The territory of northern Oklahoma had been established for the resettlement of Native Americans that had been subjected to a forced march along the Trail of Tears from the southeastern United States. Once admitted as a state in 1907, the newly created state legislature passed racial segregation laws as its first order of business. In 1916, Tulsa passed an ordinance that mandated residential segregation by forbidding Black or White people from residing on any block where three-fourths or more of the residents were members of the other race.
On May 31st and June 1st in 1921, mobs of White residents attacked African American residents and their businesses within the Greenwood District. Widely considered the worst incident of racial violence in American history, the attack destroyed more than 35 square blocks of the wealthy district known as “Black Wall Street”. The Tulsa-Greenwood race massacre claimed the lives of somewhere between 75 and 300 black Americans, hospitalized over 800, interned 6,000, and left about 10,000 homeless.
In the mid 1950s a variety of civil rights demonstrations made the news, Rosa Parks had refused to surrender her seat on a Montgomery Alabama bus so that a white passenger could sit down. By the early 60s, the racial atmosphere in the USA was still highly charged although that decade would see the passage of The Civil Rights Act of 1964, The Voting Rights Act of 1965, The Immigration and Nationality Services Act of 1965, and The Fair Housing Act of 1968.
It was in this context that I, at the ripe old age of eleven and while firmly in possession of all the wisdom that implies, submitted the results of my sixth grade science experiment. I had injected permanent dyes into the eggs of several chickens that were just days away from hatching. When the colorful chicks finally emerged, there were blue ones and yellow ones and pink ones, and orange and purple ones. The birds began to huddle and, after a few hours had elapsed, they segregated themselves into distinct groups according to the color of their fur.
And so it was, with great pride that I showed off the chicks to my class while handing the paper, which described the methodology and the results of the “scientific finding,” to my teacher. To say that my teacher was displeased would be a gross understatement. And she never gave me the reasons for her somewhat muted reaction to my work.
In the decades since, I learned lessons of far greater importance than that concerning the arbitrariness of grading. First and foremost, to those who have offered, as some sort of justification for a variety of attitudes, the argument that segregation is only natural, I would respond by making it clear that, as conscientious beings, we should aspire to something higher.
We have all beheld the beauty of nature, but we have also witnessed its brutality. Randomized weather patterns, viscous animals, fiery volcanos, devastating earthquakes, and man’s inhumanity to man, all conspire to challenge us in ways that somehow foster spiritual growth. It may sometimes be hard to see the universe of universes as nurturing infrastructure, but that’s precisely what it is.

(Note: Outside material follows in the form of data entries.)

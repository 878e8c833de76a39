//! Domain model
//!
//! Plain data shared by every stage: definitions authored for a bot, what the
//! NLU stages produce per utterance, and the topics the engine selects between.

mod entity;
mod event;
mod intent;
mod topic;

pub use entity::*;
pub use event::*;
pub use intent::*;
pub use topic::*;
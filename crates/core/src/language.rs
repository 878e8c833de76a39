//! Language codes
//!
//! Models are bound to exactly one language, so the code is normalized once
//! here and used as part of every training/model key.

use serde::{Deserialize, Serialize};
use std::fmt;
use std::str::FromStr;

use crate::NluError;

/// Lowercase ISO-639 style language code ("en", "fr", "pt-br")
#[derive(Debug, Clone, PartialEq, Eq, Hash, PartialOrd, Ord, Serialize, Deserialize)]
#[serde(try_from = "String", into = "String")]
pub struct Language(String);

impl Language {
    pub fn new(code: &str) -> Result<Self, NluError> {
        let code = code.trim().to_lowercase().replace('_', "-");
        let valid = !code.is_empty()
            && code.len() <= 8
            && code.chars().all(|c| c.is_ascii_alphabetic() || c == '-')
            && !code.starts_with('-')
            && !code.ends_with('-');
        if !valid {
            return Err(NluError::Config(format!("invalid language code '{}'", code)));
        }
        Ok(Self(code))
    }

    /// English, the default language of a bot without explicit configuration
    pub fn english() -> Self {
        Self("en".to_string())
    }

    pub fn as_str(&self) -> &str {
        &self.0
    }
}

impl Default for Language {
    fn default() -> Self {
        Self::english()
    }
}

impl fmt::Display for Language {
    fn fmt(&self, f: &mut fmt::Formatter<'_>) -> fmt::Result {
        f.write_str(&self.0)
    }
}

impl FromStr for Language {
    type Err = NluError;

    fn from_str(s: &str) -> Result<Self, Self::Err> {
        Self::new(s)
    }
}

impl TryFrom<String> for Language {
    type Error = NluError;

    fn try_from(value: String) -> Result<Self, Self::Error> {
        Self::new(&value)
    }
}

impl From<Language> for String {
    fn from(lang: Language) -> Self {
        lang.0
    }
}
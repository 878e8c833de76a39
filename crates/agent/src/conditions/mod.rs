//! Condition Registry
//!
//! Maps a condition kind to a pure evaluator over the turn evidence. Plugins
//! register kinds as plain function pointers together with a declared
//! priority and whether the kind looks at the predicted intent.
//!
//! Evaluation fails closed: an evaluator error or panic makes the condition
//! not hold, and is reported back instead of aborting resolution.

mod builtin;

use parking_lot::RwLock;
use std::collections::HashMap;
use std::panic::{catch_unwind, AssertUnwindSafe};
use thiserror::Error;

use bot_nlu_core::{ConditionSpec, Evidence, NluError};

/// Evaluator signature: parameters come from the topic's condition spec
pub type ConditionFn = fn(&ConditionSpec, &Evidence) -> Result<bool, ConditionError>;

/// Errors raised by evaluators
#[derive(Debug, Clone, PartialEq, Error)]
pub enum ConditionError {
    #[error("missing parameter '{0}'")]
    MissingParam(String),

    #[error("invalid parameter '{name}': {reason}")]
    InvalidParam { name: String, reason: String },

    #[error("{0}")]
    Failed(String),
}

impl ConditionError {
    pub fn invalid(name: &str, reason: impl Into<String>) -> Self {
        Self::InvalidParam {
            name: name.to_string(),
            reason: reason.into(),
        }
    }
}

/// A registered condition kind
#[derive(Clone)]
pub struct ConditionDefinition {
    pub kind: String,
    pub description: String,
    /// Default priority of topics using this condition
    pub priority: i32,
    /// Whether the intent confidence should break priority ties
    pub references_intent: bool,
    pub evaluate: ConditionFn,
}

impl ConditionDefinition {
    pub fn new(kind: impl Into<String>, evaluate: ConditionFn) -> Self {
        Self {
            kind: kind.into(),
            description: String::new(),
            priority: 0,
            references_intent: false,
            evaluate,
        }
    }

    pub fn with_description(mut self, description: impl Into<String>) -> Self {
        self.description = description.into();
        self
    }

    pub fn with_priority(mut self, priority: i32) -> Self {
        self.priority = priority;
        self
    }

    pub fn referencing_intent(mut self) -> Self {
        self.references_intent = true;
        self
    }
}

impl std::fmt::Debug for ConditionDefinition {
    fn fmt(&self, f: &mut std::fmt::Formatter<'_>) -> std::fmt::Result {
        f.debug_struct("ConditionDefinition")
            .field("kind", &self.kind)
            .field("priority", &self.priority)
            .field("references_intent", &self.references_intent)
            .finish()
    }
}

/// Registered condition kinds, shared by every mounted bot
#[derive(Default)]
pub struct ConditionRegistry {
    definitions: RwLock<HashMap<String, ConditionDefinition>>,
}

impl ConditionRegistry {
    /// Registry without any kind
    pub fn new() -> Self {
        Self::default()
    }

    /// Registry with the built-in kinds
    pub fn with_builtins() -> Self {
        let registry = Self::new();
        for definition in builtin::definitions() {
            registry.register(definition);
        }
        registry
    }

    /// Register a kind, replacing any previous definition of it
    pub fn register(&self, definition: ConditionDefinition) -> Option<ConditionDefinition> {
        tracing::debug!(kind = %definition.kind, priority = definition.priority, "Registering condition");
        self.definitions
            .write()
            .insert(definition.kind.clone(), definition)
    }

    pub fn unregister(&self, kind: &str) -> Option<ConditionDefinition> {
        self.definitions.write().remove(kind)
    }

    pub fn get(&self, kind: &str) -> Option<ConditionDefinition> {
        self.definitions.read().get(kind).cloned()
    }

    pub fn contains(&self, kind: &str) -> bool {
        self.definitions.read().contains_key(kind)
    }

    /// Registered kinds, sorted
    pub fn kinds(&self) -> Vec<String> {
        let mut kinds: Vec<String> = self.definitions.read().keys().cloned().collect();
        kinds.sort();
        kinds
    }

    /// Priority of a condition: its own override, else the kind's default
    pub fn priority_of(&self, spec: &ConditionSpec) -> Option<i32> {
        let declared = self.definitions.read().get(&spec.kind).map(|d| d.priority)?;
        Some(spec.priority.unwrap_or(declared))
    }

    /// Whether the kind looks at the predicted intent
    pub fn references_intent(&self, kind: &str) -> bool {
        self.definitions
            .read()
            .get(kind)
            .map(|d| d.references_intent)
            .unwrap_or(false)
    }

    /// Evaluate one condition against the evidence
    pub fn evaluate(&self, spec: &ConditionSpec, evidence: &Evidence) -> Result<bool, NluError> {
        // Copy the fn pointer out so no lock is held while user code runs
        let evaluate = self
            .definitions
            .read()
            .get(&spec.kind)
            .map(|d| d.evaluate)
            .ok_or_else(|| NluError::UnknownCondition(spec.kind.clone()))?;

        match catch_unwind(AssertUnwindSafe(|| evaluate(spec, evidence))) {
            Ok(Ok(holds)) => Ok(holds),
            Ok(Err(e)) => Err(NluError::ConditionEvaluation {
                kind: spec.kind.clone(),
                reason: e.to_string(),
            }),
            Err(_) => Err(NluError::ConditionEvaluation {
                kind: spec.kind.clone(),
                reason: "evaluator panicked".into(),
            }),
        }
    }
}

#[cfg(test)]
mod tests {
    use super::*;
    use bot_nlu_core::{ConversationContext, Understanding};

    fn evidence() -> Evidence {
        Evidence::new("hello", Understanding::default(), ConversationContext::default())
    }

    fn panicking(_: &ConditionSpec, _: &Evidence) -> Result<bool, ConditionError> {
        panic!("plugin bug")
    }

    fn failing(_: &ConditionSpec, _: &Evidence) -> Result<bool, ConditionError> {
        Err(ConditionError::Failed("backend unavailable".into()))
    }

    #[test]
    fn test_unknown_kind() {
        let registry = ConditionRegistry::new();
        let err = registry
            .evaluate(&ConditionSpec::new("nope"), &evidence())
            .unwrap_err();
        assert!(matches!(err, NluError::UnknownCondition(k) if k == "nope"));
    }

    #[test]
    fn test_panic_fails_closed() {
        let registry = ConditionRegistry::new();
        registry.register(ConditionDefinition::new("boom", panicking));

        let err = registry
            .evaluate(&ConditionSpec::new("boom"), &evidence())
            .unwrap_err();
        assert!(matches!(err, NluError::ConditionEvaluation { .. }));
    }

    #[test]
    fn test_error_is_reported() {
        let registry = ConditionRegistry::new();
        registry.register(ConditionDefinition::new("flaky", failing));

        let err = registry
            .evaluate(&ConditionSpec::new("flaky"), &evidence())
            .unwrap_err();
        assert!(err.to_string().contains("backend unavailable"));
    }

    #[test]
    fn test_priority_override() {
        let registry = ConditionRegistry::with_builtins();
        let declared = registry.get("user_intent_is").unwrap().priority;

        let spec = ConditionSpec::new("user_intent_is");
        assert_eq!(registry.priority_of(&spec), Some(declared));
        assert_eq!(registry.priority_of(&spec.with_priority(99)), Some(99));
        assert_eq!(registry.priority_of(&ConditionSpec::new("nope")), None);
    }

    #[test]
    fn test_register_replaces() {
        let registry = ConditionRegistry::with_builtins();
        let before = registry.kinds().len();

        let old = registry.register(ConditionDefinition::new("always", failing).with_priority(3));
        assert!(old.is_some());
        assert_eq!(registry.kinds().len(), before);
        assert!(registry
            .evaluate(&ConditionSpec::new("always"), &evidence())
            .is_err());
    }
}
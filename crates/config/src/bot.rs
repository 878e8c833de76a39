//! Bot Definition Files
//!
//! A bot definition bundles what the external stores would normally serve:
//! intents, entities and topics. It is used by the CLI and by tests to drive
//! the core without a real backend.

use serde::{Deserialize, Serialize};
use std::collections::HashSet;
use std::path::Path;

use bot_nlu_core::{EntityDefinition, IntentDefinition, Language, NluError, Topic};

/// Bot definition loaded from YAML, TOML or JSON
#[derive(Debug, Clone, Serialize, Deserialize)]
pub struct BotDefinition {
    pub bot_id: String,
    /// Languages models are trained for; the default language when empty
    #[serde(default)]
    pub languages: Vec<Language>,
    #[serde(default)]
    pub default_language: Language,
    #[serde(default)]
    pub intents: Vec<IntentDefinition>,
    #[serde(default)]
    pub entities: Vec<EntityDefinition>,
    /// Topics in registration order
    #[serde(default)]
    pub topics: Vec<Topic>,
}

impl BotDefinition {
    /// Empty definition for `bot_id`
    pub fn new(bot_id: impl Into<String>) -> Self {
        Self {
            bot_id: bot_id.into(),
            languages: Vec::new(),
            default_language: Language::default(),
            intents: Vec::new(),
            entities: Vec::new(),
            topics: Vec::new(),
        }
    }

    /// Load from a file; the format follows the extension
    pub fn load<P: AsRef<Path>>(path: P) -> Result<Self, BotDefinitionError> {
        let path = path.as_ref();
        let content = std::fs::read_to_string(path).map_err(|e| {
            BotDefinitionError::FileNotFound(path.display().to_string(), e.to_string())
        })?;

        let definition: Self = match path.extension().and_then(|e| e.to_str()) {
            Some("toml") => {
                toml::from_str(&content).map_err(|e| BotDefinitionError::ParseError(e.to_string()))?
            }
            Some("json") => serde_json::from_str(&content)
                .map_err(|e| BotDefinitionError::ParseError(e.to_string()))?,
            _ => serde_yaml::from_str(&content)
                .map_err(|e| BotDefinitionError::ParseError(e.to_string()))?,
        };

        definition.validate()?;
        tracing::info!(
            bot_id = %definition.bot_id,
            intents = definition.intents.len(),
            entities = definition.entities.len(),
            topics = definition.topics.len(),
            "Loaded bot definition"
        );
        Ok(definition)
    }

    /// Parse YAML content
    pub fn from_yaml(content: &str) -> Result<Self, BotDefinitionError> {
        let definition: Self = serde_yaml::from_str(content)
            .map_err(|e| BotDefinitionError::ParseError(e.to_string()))?;
        definition.validate()?;
        Ok(definition)
    }

    /// Check naming invariants the core relies on
    pub fn validate(&self) -> Result<(), BotDefinitionError> {
        if self.bot_id.trim().is_empty() {
            return Err(BotDefinitionError::Invalid("bot_id must not be empty".into()));
        }

        check_unique("intent", self.intents.iter().map(|i| i.name.as_str()))?;
        check_unique("entity", self.entities.iter().map(|e| e.name.as_str()))?;
        check_unique("topic", self.topics.iter().map(|t| t.name.as_str()))?;

        if let Some(bad) = self.intents.iter().find(|i| i.name.chars().any(char::is_whitespace)) {
            return Err(BotDefinitionError::Invalid(format!(
                "intent name '{}' must not contain whitespace",
                bad.name
            )));
        }

        if !self.languages.is_empty() && !self.languages.contains(&self.default_language) {
            return Err(BotDefinitionError::Invalid(format!(
                "default language '{}' is not among the bot languages",
                self.default_language
            )));
        }

        Ok(())
    }

    /// Languages to train for
    pub fn languages(&self) -> Vec<Language> {
        if self.languages.is_empty() {
            vec![self.default_language.clone()]
        } else {
            self.languages.clone()
        }
    }

    pub fn get_intent(&self, name: &str) -> Option<&IntentDefinition> {
        self.intents.iter().find(|i| i.name == name)
    }

    pub fn get_topic(&self, name: &str) -> Option<&Topic> {
        self.topics.iter().find(|t| t.name == name)
    }
}

fn check_unique<'a>(
    what: &str,
    names: impl Iterator<Item = &'a str>,
) -> Result<(), BotDefinitionError> {
    let mut seen = HashSet::new();
    for name in names {
        if !seen.insert(name) {
            return Err(BotDefinitionError::Invalid(format!("duplicate {} '{}'", what, name)));
        }
    }
    Ok(())
}

/// Errors when loading a bot definition
#[derive(Debug)]
pub enum BotDefinitionError {
    FileNotFound(String, String),
    ParseError(String),
    Invalid(String),
}

impl std::fmt::Display for BotDefinitionError {
    fn fmt(&self, f: &mut std::fmt::Formatter<'_>) -> std::fmt::Result {
        match self {
            Self::FileNotFound(path, err) => {
                write!(f, "Bot definition not found at {}: {}", path, err)
            }
            Self::ParseError(err) => write!(f, "Failed to parse bot definition: {}", err),
            Self::Invalid(err) => write!(f, "Invalid bot definition: {}", err),
        }
    }
}

impl std::error::Error for BotDefinitionError {}

impl From<BotDefinitionError> for NluError {
    fn from(err: BotDefinitionError) -> Self {
        NluError::Config(err.to_string())
    }
}
//! Left-to-right regex scanner
//!
//! Walks a cursor over the original input. Every match consumes its span, so
//! text is never matched twice, and offsets always refer to the original
//! input rather than a shrinking remainder.

use regex::Regex;

/// Non-empty match, as char offsets into the scanned text
#[derive(Debug, Clone, PartialEq, Eq)]
pub struct Span<'t> {
    pub start: usize,
    pub end: usize,
    pub source: &'t str,
}

/// Find every non-overlapping, non-empty match of `regex` in `text`.
///
/// Zero-length matches are never reported; the cursor steps one char past
/// them so the scan always terminates.
pub fn scan<'t>(regex: &Regex, text: &'t str) -> Vec<Span<'t>> {
    let mut spans = Vec::new();
    let mut chars = CharIndexer::new(text);
    let mut cursor = 0;

    while cursor <= text.len() {
        let Some(m) = regex.find_at(text, cursor) else {
            break;
        };

        if m.start() == m.end() {
            cursor = next_boundary(text, m.end());
            continue;
        }

        let start = chars.char_offset(m.start());
        let end = chars.char_offset(m.end());
        spans.push(Span {
            start,
            end,
            source: m.as_str(),
        });
        cursor = m.end();
    }

    spans
}

/// Byte index of the char boundary after `at`, or past the end
fn next_boundary(text: &str, at: usize) -> usize {
    text[at..]
        .chars()
        .next()
        .map(|c| at + c.len_utf8())
        .unwrap_or(text.len() + 1)
}

/// Converts increasing byte offsets to char offsets in one pass
struct CharIndexer<'t> {
    text: &'t str,
    byte: usize,
    chars: usize,
}

impl<'t> CharIndexer<'t> {
    fn new(text: &'t str) -> Self {
        Self {
            text,
            byte: 0,
            chars: 0,
        }
    }

    fn char_offset(&mut self, byte: usize) -> usize {
        if byte < self.byte {
            return self.text[..byte].chars().count();
        }
        self.chars += self.text[self.byte..byte].chars().count();
        self.byte = byte;
        self.chars
    }
}

#[cfg(test)]
mod tests {
    use super::*;

    #[test]
    fn test_all_matches_in_order() {
        let re = Regex::new(r"\d+").unwrap();
        let spans = scan(&re, "call 555 or 1234 now");

        assert_eq!(spans.len(), 2);
        assert_eq!((spans[0].start, spans[0].end, spans[0].source), (5, 8, "555"));
        assert_eq!((spans[1].start, spans[1].end, spans[1].source), (12, 16, "1234"));
    }

    #[test]
    fn test_zero_length_matches_terminate() {
        let re = Regex::new(r"x*").unwrap();
        let text = "abxxc";
        let spans = scan(&re, text);

        assert_eq!(spans.len(), 1);
        assert_eq!(spans[0].source, "xx");
        assert!(spans.iter().all(|s| s.end <= text.chars().count() && s.start < s.end));
    }

    #[test]
    fn test_only_empty_matches() {
        let re = Regex::new(r"^").unwrap();
        assert!(scan(&re, "hello").is_empty());
        assert!(scan(&re, "").is_empty());
    }

    #[test]
    fn test_char_offsets_with_multibyte_text() {
        let re = Regex::new(r"café").unwrap();
        let spans = scan(&re, "un café, deux café");

        assert_eq!(spans.len(), 2);
        assert_eq!((spans[0].start, spans[0].end), (3, 7));
        assert_eq!((spans[1].start, spans[1].end), (14, 18));
    }

    #[test]
    fn test_matches_do_not_overlap() {
        let re = Regex::new(r"aa").unwrap();
        let spans = scan(&re, "aaaaa");
        assert_eq!(spans.len(), 2);
        assert_eq!(spans[1].start, 2);
    }
}
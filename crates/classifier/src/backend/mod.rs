//! Classifier backends
//!
//! A backend turns a training set into an opaque artifact and an artifact
//! into a model that can be queried. Artifacts are plain bytes so they can be
//! stored and shipped by collaborators without knowing the engine.

mod in_process;
mod subprocess;

pub use in_process::InProcessBackend;
pub use subprocess::SubprocessBackend;

use async_trait::async_trait;
use std::path::Path;
use std::sync::Arc;

use bot_nlu_config::{BackendKind, ClassifierSettings};
use bot_nlu_core::{Prediction, Result};

use crate::training_set::TrainingSet;

/// Statistical engine able to train and load models
#[async_trait]
pub trait ClassifierBackend: Send + Sync {
    /// Backend name for logs
    fn name(&self) -> &'static str;

    /// Train a model. `workdir` is a private scratch directory removed by the
    /// caller once training ends or is cancelled.
    async fn train(&self, set: &TrainingSet, workdir: &Path) -> Result<Vec<u8>>;

    /// Load an artifact produced by `train`. The returned model owns every
    /// resource it needs, so it stays usable after a newer model is loaded.
    async fn load(&self, artifact: &[u8]) -> Result<Arc<dyn TrainedModel>>;
}

/// A loaded, immutable model
#[async_trait]
pub trait TrainedModel: Send + Sync {
    /// Up to `k` predictions. An empty result means the engine produced
    /// nothing usable for this text.
    async fn predict(&self, text: &str, k: usize) -> Result<Vec<Prediction>>;
}

/// Backend selected by the settings
pub fn backend_from_settings(settings: &ClassifierSettings) -> Arc<dyn ClassifierBackend> {
    match settings.backend {
        BackendKind::InProcess => Arc::new(InProcessBackend::new(settings.smoothing)),
        BackendKind::Subprocess => Arc::new(SubprocessBackend::from_settings(settings)),
    }
}
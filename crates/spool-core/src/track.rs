//! Per-track monitor state
//!
//! A [`Track`] is a pure value object: how loudly the track feeds each of
//! the two monitor buses, whether it is muted, and whether it is currently
//! receiving an overdub (which silences its own monitor contribution so the
//! incoming signal is not fed back through the mix).

use crate::types::ATTEN_SILENCE;

/// Monitor state for one tape track
#[derive(Debug, Clone, Copy, PartialEq, Eq)]
pub struct Track {
    /// Bus A attenuation in 6 dB steps (0 = unity, 16 = silence)
    atten_a: u8,
    /// Bus B attenuation in 6 dB steps (0 = unity, 16 = silence)
    atten_b: u8,
    /// Muted tracks contribute nothing to either bus
    muted: bool,
    /// True only while this track is armed and the capture device is open
    recording: bool,
}

impl Default for Track {
    fn default() -> Self {
        // New projects come up muted; the operator opens tracks explicitly
        Self {
            atten_a: 0,
            atten_b: 0,
            muted: true,
            recording: false,
        }
    }
}

impl Track {
    /// Create a track with default settings
    pub fn new() -> Self {
        Self::default()
    }

    /// Set both bus attenuations, clamped to 0..=16
    pub fn set_monitor(&mut self, atten_a: u8, atten_b: u8) {
        self.atten_a = atten_a.min(ATTEN_SILENCE);
        self.atten_b = atten_b.min(ATTEN_SILENCE);
    }

    pub fn atten_a(&self) -> u8 {
        self.atten_a
    }

    pub fn atten_b(&self) -> u8 {
        self.atten_b
    }

    pub fn muted(&self) -> bool {
        self.muted
    }

    pub fn set_muted(&mut self, muted: bool) {
        self.muted = muted;
    }

    pub fn toggle_mute(&mut self) {
        self.muted = !self.muted;
    }

    pub fn recording(&self) -> bool {
        self.recording
    }

    pub fn set_recording(&mut self, recording: bool) {
        self.recording = recording;
    }

    /// This track's contribution to bus A for one sample
    ///
    /// Attenuation is an arithmetic right shift of the signed sample; a
    /// muted or recording track contributes zero.
    #[inline]
    pub fn contribution_a(&self, sample: i16) -> i32 {
        self.contribution(sample, self.atten_a)
    }

    /// This track's contribution to bus B for one sample
    #[inline]
    pub fn contribution_b(&self, sample: i16) -> i32 {
        self.contribution(sample, self.atten_b)
    }

    #[inline]
    fn contribution(&self, sample: i16, atten: u8) -> i32 {
        if self.muted || self.recording || atten >= ATTEN_SILENCE {
            0
        } else {
            i32::from(sample) >> atten
        }
    }
}

/// The session's track table
///
/// One entry per tape channel, fixed for the life of the session.
#[derive(Debug, Clone)]
pub struct TrackTable {
    tracks: Vec<Track>,
}

impl TrackTable {
    /// Create a table with one default track per channel
    pub fn new(channels: usize) -> Self {
        Self {
            tracks: vec![Track::default(); channels],
        }
    }

    pub fn len(&self) -> usize {
        self.tracks.len()
    }

    pub fn is_empty(&self) -> bool {
        self.tracks.is_empty()
    }

    pub fn get(&self, index: usize) -> Option<&Track> {
        self.tracks.get(index)
    }

    pub fn get_mut(&mut self, index: usize) -> Option<&mut Track> {
        self.tracks.get_mut(index)
    }

    pub fn iter(&self) -> impl Iterator<Item = &Track> {
        self.tracks.iter()
    }

    /// Clear the transient recording flag on every track
    pub fn clear_recording(&mut self) {
        for track in &mut self.tracks {
            track.set_recording(false);
        }
    }

    /// Global mute: every track flips to the complement of track 0's mute
    pub fn toggle_mute_all(&mut self) {
        let muted = !self.tracks.first().map(Track::muted).unwrap_or(true);
        for track in &mut self.tracks {
            track.set_muted(muted);
        }
    }
}

#[cfg(test)]
mod tests {
    use super::*;

    #[test]
    fn test_attenuation_is_signed_shift() {
        let mut track = Track::new();
        track.set_muted(false);

        track.set_monitor(0, 3);
        assert_eq!(track.contribution_a(-32768), -32768);
        assert_eq!(track.contribution_b(-32768), -4096);
        assert_eq!(track.contribution_b(1000), 125);

        // Step 16 is silence, and clamping keeps larger requests there
        track.set_monitor(16, 200);
        assert_eq!(track.atten_b(), 16);
        assert_eq!(track.contribution_a(32767), 0);
        assert_eq!(track.contribution_b(32767), 0);
    }

    #[test]
    fn test_mute_and_recording_silence_contributions() {
        let mut track = Track::new();
        assert!(track.muted());
        assert_eq!(track.contribution_a(20000), 0);

        track.set_muted(false);
        assert_eq!(track.contribution_a(20000), 20000);

        track.set_recording(true);
        assert_eq!(track.contribution_a(20000), 0);
        assert_eq!(track.contribution_b(20000), 0);
    }

    #[test]
    fn test_mute_all_follows_track_zero() {
        let mut table = TrackTable::new(4);
        table.get_mut(0).unwrap().set_muted(false);
        table.get_mut(2).unwrap().set_muted(false);

        // Track 0 is open, so global mute closes everything
        table.toggle_mute_all();
        assert!(table.iter().all(Track::muted));

        table.toggle_mute_all();
        assert!(table.iter().all(|t| !t.muted()));
    }
}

There is a reason the petals of a plant’s flower are a different color than its leaves. Some plants such as the sunflower, primrose, and pansy have what are, in effect, nectar guides that can only be seen in ultra-violet light. A pollinator, such as the honeybee, sees such a scintillating lure as a target yielding great sugary rewards. The process of extracting nectar also results in small particles being left behind that serve to fertilize the flower.
Once we’ve developed an appreciation for such beauty as well as our challenges, understanding that is commensurate with the intellectual, societal, and spiritual potential that Our Creator has given us, we can overcome the limitations of nature. As we work to ascend, from the purely animalistic plane of existence to an affinity for high spiritual values, we can leave behind all of the inherent and retrogressive animalistic tendencies.
Wars, including race wars are an animalistic reaction and symptomatic of a failure to adapt within a creation that is time-space conditioned. Our universe of things, meanings, and values unfolds as an inspiring example of creativity over time. All things, this side of Paradise, are characterized by progressive evolution and augmented by revelation. Irritations, ignorance, and willful misunderstandings are retardant factors while peace can only be realized through the civilized solution of all such problems and difficulties.
Jesus loved all of humanity, the animalistic and spiritual, rich and poor, high and low, black and white, educated and uneducated, cultured and uncultured, religious and irreligious, moral and immoral. He was not so much concerned with walls of brick and stone; but rather the walls of prejudice, self-righteousness, and hate. His desire was to see such walls crumble as he preached about the Father’s love for all of human kind. The Creator Son, as the Son of Man, proclaimed the salvation of God for all men and all women. When he gave us the command, to love one another as he loves us, he gave us the mission statement for his Church.